Why Security Headers Matter
HTTP security headers are the first line of defense for any web application. They tell the browser how to behave when rendering your content, preventing a wide range of attacks including cross-site scripting (XSS), clickjacking, MIME-type sniffing, and protocol downgrade attacks. Many of these headers are easy to implement yet remain missing on the majority of production websites.
Essential Headers
Strict-Transport-Security
Forces all communication to use HTTPS, preventing man-in-the-middle attacks and protocol downgrades.
Strict-Transport-Security: max-age=63072000; includeSubDomains; preload
Set `max-age` to at least 1 year (31536000 seconds) once you are confident HTTPS is stable. `includeSubDomains` extends protection to all subdomains. `preload` allows your domain to be included in browser preload lists.
Content-Security-Policy
The most powerful defense against XSS attacks. CSP restricts which resources the browser can load and execute.
Content-Security-Policy: default-src 'self';
script-src 'self' https://analytics.example.com;
style-src 'self' 'unsafe-inline';
img-src 'self' data: https:;
font-src 'self' https://fonts.gstatic.com;
connect-src 'self' https://api.example.com;
frame-ancestors 'none';
form-action 'self'
Start with a report-only policy to identify violations before enforcing:
Content-Security-Policy-Report-Only: default-src 'self';
report-uri /csp-violations
X-Content-Type-Options
Prevents browsers from MIME-type sniffing, which can be used to bypass content type checks.
X-Content-Type-Options: nosniff
X-Frame-Options
Prevents clickjacking by controlling whether your page can be embedded in a frame.
X-Frame-Options: DENY
Use `DENY` to block all framing, or `SAMEORIGIN` to allow framing on pages sharing the same origin.
Referrer-Policy
Controls how much referrer information is included with requests.
Referrer-Policy: strict-origin-when-cross-origin
This sends the full URL as referrer for same-origin requests, only the origin for cross-origin requests, and nothing when navigating from HTTPS to HTTP.
Recommended Headers
Permissions-Policy (formerly Feature-Policy)

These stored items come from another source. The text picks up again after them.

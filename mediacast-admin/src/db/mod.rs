//! Admin-side database queries

pub mod podcasts;
pub mod storage;
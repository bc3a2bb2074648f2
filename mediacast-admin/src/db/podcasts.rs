//! Podcast table access
//!
//! Row fetch/insert/update/delete plus the paginated listing used by the
//! admin index. Slug uniqueness is handled by the caller through
//! `mediacast_common::slug::get_available_slug` before writes land here.

use crate::error::{Error, Result};
use mediacast_common::db::models::Podcast;
use sqlx::{Pool, Sqlite};

const PODCAST_COLUMNS: &str = "id, slug, title, subtitle, author_name, author_email, \
     description, category, copyright, itunes_url, feedburner_url, explicit, media_count";

/// Editable podcast fields, as persisted by `save`
#[derive(Debug, Clone, Default)]
pub struct PodcastFields {
    pub slug: String,
    pub title: String,
    pub subtitle: Option<String>,
    pub author_name: Option<String>,
    pub author_email: Option<String>,
    pub description: Option<String>,
    pub category: Option<String>,
    pub copyright: Option<String>,
    pub itunes_url: Option<String>,
    pub feedburner_url: Option<String>,
    pub explicit: Option<bool>,
}

/// Fetch a podcast row by id
pub async fn fetch(db: &Pool<Sqlite>, id: i64) -> Result<Podcast> {
    let query = format!("SELECT {} FROM podcasts WHERE id = ?", PODCAST_COLUMNS);
    sqlx::query_as::<_, Podcast>(&query)
        .bind(id)
        .fetch_optional(db)
        .await?
        .ok_or_else(|| Error::NotFound(format!("Podcast {}", id)))
}

/// List podcasts ordered by title, paginated.
///
/// Pages are 1-based. Returns the rows for the requested page and the
/// total row count.
pub async fn list(db: &Pool<Sqlite>, page: i64, per_page: i64) -> Result<(Vec<Podcast>, i64)> {
    let page = page.max(1);
    let total: i64 = sqlx::query_scalar("SELECT COUNT(*) FROM podcasts")
        .fetch_one(db)
        .await?;

    let query = format!(
        "SELECT {} FROM podcasts ORDER BY title LIMIT ? OFFSET ?",
        PODCAST_COLUMNS
    );
    let rows = sqlx::query_as::<_, Podcast>(&query)
        .bind(per_page)
        .bind((page - 1) * per_page)
        .fetch_all(db)
        .await?;

    Ok((rows, total))
}

/// Insert a new podcast and return the populated row
pub async fn insert(db: &Pool<Sqlite>, fields: &PodcastFields) -> Result<Podcast> {
    let id: i64 = sqlx::query_scalar(
        r#"
        INSERT INTO podcasts
            (slug, title, subtitle, author_name, author_email, description,
             category, copyright, itunes_url, feedburner_url, explicit)
        VALUES (?, ?, ?, ?, ?, ?, ?, ?, ?, ?, ?)
        RETURNING id
        "#,
    )
    .bind(&fields.slug)
    .bind(&fields.title)
    .bind(&fields.subtitle)
    .bind(&fields.author_name)
    .bind(&fields.author_email)
    .bind(&fields.description)
    .bind(&fields.category)
    .bind(&fields.copyright)
    .bind(&fields.itunes_url)
    .bind(&fields.feedburner_url)
    .bind(fields.explicit)
    .fetch_one(db)
    .await?;

    fetch(db, id).await
}

/// Update an existing podcast's editable fields
pub async fn update(db: &Pool<Sqlite>, id: i64, fields: &PodcastFields) -> Result<()> {
    let result = sqlx::query(
        r#"
        UPDATE podcasts SET
            slug = ?, title = ?, subtitle = ?, author_name = ?, author_email = ?,
            description = ?, category = ?, copyright = ?, itunes_url = ?,
            feedburner_url = ?, explicit = ?, modified_on = CURRENT_TIMESTAMP
        WHERE id = ?
        "#,
    )
    .bind(&fields.slug)
    .bind(&fields.title)
    .bind(&fields.subtitle)
    .bind(&fields.author_name)
    .bind(&fields.author_email)
    .bind(&fields.description)
    .bind(&fields.category)
    .bind(&fields.copyright)
    .bind(&fields.itunes_url)
    .bind(&fields.feedburner_url)
    .bind(fields.explicit)
    .bind(id)
    .execute(db)
    .await?;

    if result.rows_affected() == 0 {
        return Err(Error::NotFound(format!("Podcast {}", id)));
    }
    Ok(())
}

/// Delete a podcast row
pub async fn delete(db: &Pool<Sqlite>, id: i64) -> Result<()> {
    let result = sqlx::query("DELETE FROM podcasts WHERE id = ?")
        .bind(id)
        .execute(db)
        .await?;

    if result.rows_affected() == 0 {
        return Err(Error::NotFound(format!("Podcast {}", id)));
    }
    Ok(())
}

/// Create a placeholder podcast so an upload has an id to land under.
///
/// Used when artwork arrives for a podcast that hasn't been saved yet.
pub async fn create_stub(db: &Pool<Sqlite>) -> Result<Podcast> {
    let slug = mediacast_common::slug::get_available_slug(db, "new-podcast", None).await?;
    let fields = PodcastFields {
        slug,
        title: "New Podcast".to_string(),
        ..Default::default()
    };
    insert(db, &fields).await
}
//! mediacast-admin specific configuration

use std::path::PathBuf;

/// Admin service configuration
#[derive(Debug, Clone)]
pub struct Config {
    pub port: u16,
    pub data_dir: PathBuf,
    pub db_path: PathBuf,
}

impl Config {
    pub fn new(port: u16, data_dir: PathBuf) -> Self {
        let db_path = data_dir.join("mediacast.db");
        Self {
            port,
            data_dir,
            db_path,
        }
    }

    /// Directory holding generated podcast thumbnails and original backups
    pub fn images_dir(&self) -> PathBuf {
        self.data_dir.join("images")
    }
}
//! Error types for mediacast-admin
//!
//! Defines module-specific error types using thiserror for clear error
//! propagation.

use thiserror::Error;

/// Main error type for the admin service
#[derive(Error, Debug)]
pub enum Error {
    /// Configuration loading errors
    #[error("Configuration error: {0}")]
    Config(String),

    /// Database connection or query errors
    #[error("Database error: {0}")]
    Database(#[from] sqlx::Error),

    /// HTTP server errors
    #[error("HTTP server error: {0}")]
    Http(String),

    /// Image decoding errors (unsupported or corrupt upload)
    #[error("Image decode error: {0}")]
    ImageDecode(String),

    /// File I/O errors
    #[error("File I/O error: {0}")]
    Io(#[from] std::io::Error),

    /// Resource not found
    #[error("Not found: {0}")]
    NotFound(String),

    /// Invalid request
    #[error("Bad request: {0}")]
    BadRequest(String),

    /// Other errors
    #[error("Internal error: {0}")]
    Internal(String),
}

impl From<mediacast_common::Error> for Error {
    fn from(e: mediacast_common::Error) -> Self {
        use mediacast_common::Error as Common;
        match e {
            Common::Database(e) => Error::Database(e),
            Common::Io(e) => Error::Io(e),
            Common::Config(msg) => Error::Config(msg),
            Common::NotFound(msg) => Error::NotFound(msg),
            Common::Internal(msg) => Error::Internal(msg),
        }
    }
}

/// Convenience Result type using the admin Error
pub type Result<T> = std::result::Result<T, Error>;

Controls which browser features your page can use.
Permissions-Policy: camera=(), microphone=(), geolocation=(), payment=()
Disable all features you do not need. This prevents malicious scripts from accessing device capabilities even if they bypass other controls.
Cross-Origin-Opener-Policy
Isolates your page from cross-origin windows, preventing Spectre-type side-channel attacks.
Cross-Origin-Opener-Policy: same-origin-allow-popups
Cross-Origin-Resource-Policy
Controls which origins can load your resources.
Cross-Origin-Resource-Policy: same-origin
Cross-Origin-Embedder-Policy
Requires cross-origin resources to explicitly grant permission to load.
Cross-Origin-Embedder-Policy: require-corp
Implementation Checklist
| Header | Value | Risk if Missing |
|--------|-------|-----------------|
| Strict-Transport-Security | `max-age=63072000; includeSubDomains` | SSL stripping |
| Content-Security-Policy | Custom policy | XSS, data injection |
| X-Content-Type-Options | `nosniff` | MIME confusion |
| X-Frame-Options | `DENY` | Clickjacking |
| Referrer-Policy | `strict-origin-when-cross-origin` | Privacy leakage |
| Permissions-Policy | Restrictive policy | API abuse |
| Cross-Origin-Opener-Policy | `same-origin-allow-popups` | Side-channel attacks |
Testing Your Headers
Several tools can validate your security headers:
curl -sI https://example.com | grep -i '^strict-transport\|^content-security\|^x-content-type\|^x-frame\|^referrer'
Common Mistakes
Summary
Implementing HTTP security headers is one of the highest-ROI security improvements you can make. Start with HSTS, CSP, X-Content-Type-Options, and X-Frame-Options, then progressively add the remaining headers. Test regularly with automated scanners, and monitor CSP reports to catch new vulnerabilities as your application evolves.